The trial, as a result of the Waterkeepers Alliance v. Alan and Kristin Hudson lawsuit, continues to be watched closely as Alan Hudson, the farmer at the center of an environmental law case, took the stand in federal court Wednesday to tell his side of the story.
Hudson testified that, as a 19-year-old, he built the chicken houses at issue in the case, on the Berlin, Maryland farm that has been in his family for at least a century. “That was going to be my contribution to getting my foot in the door farming with them,” the 37-year-old Hudson said, adding that the farm needed a new stream of revenue after its dairy closed down a few years before.
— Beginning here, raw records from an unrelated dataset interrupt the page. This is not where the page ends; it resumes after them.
//! Source data providers
//!
//! Read the three input documents into plain records: the programs JSON,
//! the unit groups JSON and the outlook spreadsheet. Providers do no
//! validation beyond decoding; the seeders decide what is usable.

pub mod json;
pub mod spreadsheet;

use crate::config::SourcesConfig;
use crate::domain::{
    EntityKind, OutlookRow, ProgramRecord, Result, SeedError, UnitGroupRecord,
};
use async_trait::async_trait;
use sha2::{Digest, Sha256};
use std::collections::HashMap;
use std::path::{Path, PathBuf};

pub use json::read_json_collection;
pub use spreadsheet::{read_spreadsheet, Sheet};

/// Every source collection, loaded once per run
#[derive(Debug, Clone, Default)]
pub struct SourceSet {
    pub programs: Vec<ProgramRecord>,
    pub unit_groups: Vec<UnitGroupRecord>,
    pub outlooks: Vec<OutlookRow>,
}

/// Supplies source records to the seeders and the resume calculator
#[async_trait]
pub trait SourceProvider: Send + Sync {
    /// Human-readable description for logs
    fn describe(&self) -> String;

    async fn programs(&self) -> Result<Vec<ProgramRecord>>;

    async fn unit_groups(&self) -> Result<Vec<UnitGroupRecord>>;

    async fn outlook_rows(&self) -> Result<Vec<OutlookRow>>;

    /// Content fingerprints of the backing files, keyed by seeded entity
    async fn fingerprints(&self) -> Result<HashMap<EntityKind, String>> {
        Ok(HashMap::new())
    }

    /// Loads all three collections
    ///
    /// # Errors
    ///
    /// Returns the first collection's error; nothing is partially returned.
    async fn load_all(&self) -> Result<SourceSet> {
        Ok(SourceSet {
            programs: self.programs().await?,
            unit_groups: self.unit_groups().await?,
            outlooks: self.outlook_rows().await?,
        })
    }
}

/// Hex SHA-256 of a file's bytes
///
/// # Errors
///
/// Returns [`SeedError::Source`] if the file cannot be read.
pub async fn fingerprint_file(path: &Path) -> Result<String> {
    let bytes = tokio::fs::read(path).await.map_err(|e| {
        SeedError::Source(format!("Cannot fingerprint {}: {e}", path.display()))
    })?;
    let mut hasher = Sha256::new();
    hasher.update(&bytes);
    Ok(format!("{:x}", hasher.finalize()))
}

/// Provider reading the files named in `[sources]`
#[derive(Debug, Clone)]
pub struct FileSourceProvider {
    programs_path: PathBuf,
    unit_groups_path: PathBuf,
    outlooks_path: PathBuf,
    outlook_delimiter: char,
}

impl FileSourceProvider {
    pub fn new(config: &SourcesConfig) -> Self {
        Self {
            programs_path: PathBuf::from(&config.programs_path),
            unit_groups_path: PathBuf::from(&config.unit_groups_path),
            outlooks_path: PathBuf::from(&config.outlooks_path),
            outlook_delimiter: config.outlook_delimiter,
        }
    }
}

#[async_trait]
impl SourceProvider for FileSourceProvider {
    fn describe(&self) -> String {
        format!(
            "programs={}, unit_groups={}, outlooks={}",
            self.programs_path.display(),
            self.unit_groups_path.display(),
            self.outlooks_path.display()
        )
    }

    async fn programs(&self) -> Result<Vec<ProgramRecord>> {
        read_json_collection(&self.programs_path).await
    }

    async fn unit_groups(&self) -> Result<Vec<UnitGroupRecord>> {
        read_json_collection(&self.unit_groups_path).await
    }

    async fn outlook_rows(&self) -> Result<Vec<OutlookRow>> {
        let sheet = read_spreadsheet(&self.outlooks_path, self.outlook_delimiter).await?;
        Ok(sheet
            .records()
            .iter()
            .map(OutlookRow::from_cells)
            .collect())
    }

    async fn fingerprints(&self) -> Result<HashMap<EntityKind, String>> {
        let programs = fingerprint_file(&self.programs_path).await?;
        let unit_groups = fingerprint_file(&self.unit_groups_path).await?;
        let outlooks = fingerprint_file(&self.outlooks_path).await?;

        Ok(HashMap::from([
            (EntityKind::ProgramArea, programs.clone()),
            (EntityKind::Program, programs.clone()),
            (EntityKind::ProgramLink, programs),
            (EntityKind::UnitGroup, unit_groups),
            (EntityKind::Outlook, outlooks),
        ]))
    }
}

/// Provider serving records held in memory
#[derive(Debug, Clone, Default)]
pub struct StaticSourceProvider {
    sources: SourceSet,
}

impl StaticSourceProvider {
    pub fn new(sources: SourceSet) -> Self {
        Self { sources }
    }
}

#[async_trait]
impl SourceProvider for StaticSourceProvider {
    fn describe(&self) -> String {
        format!(
            "static (programs={}, unit_groups={}, outlooks={})",
            self.sources.programs.len(),
            self.sources.unit_groups.len(),
            self.sources.outlooks.len()
        )
    }

    async fn programs(&self) -> Result<Vec<ProgramRecord>> {
        Ok(self.sources.programs.clone())
    }

    async fn unit_groups(&self) -> Result<Vec<UnitGroupRecord>> {
        Ok(self.sources.unit_groups.clone())
    }

    async fn outlook_rows(&self) -> Result<Vec<OutlookRow>> {
        Ok(self.sources.outlooks.clone())
    }
}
In 2010, Hudson and his wife, Kristin, were sued over allegations that pollution from those chicken houses had drained into a stream that ultimately flows to the Chesapeake Bay. The suit by the Waterkeeper Alliance, an environmental group, also named Salisbury-based poultry firm Perdue Farms, for whom the Hudsons are contract growers.
The Waterkeepers, represented by the University of Maryland environmental law clinic, rested their case Tuesday.
Defense attorneys asked Judge William M. Nickerson on Wednesday morning to throw out the case before they called their first witnesses. Following a line of attack they have taken throughout the case, they argued that the alliance has no real evidence that pollution in the water came from the chicken houses. James L. Shea, one of Perdue’s attorneys, suggested his opponents have tried to fit the circumstantial evidence they have from water samples into a preconceived idea about pollution on the Eastern Shore, calling them “advocates in search of reform.”
The farmer’s testimony came on the heels of a week’s worth of witnesses seeking to prove the farm’s chicken waste fouled a ditch draining the farm.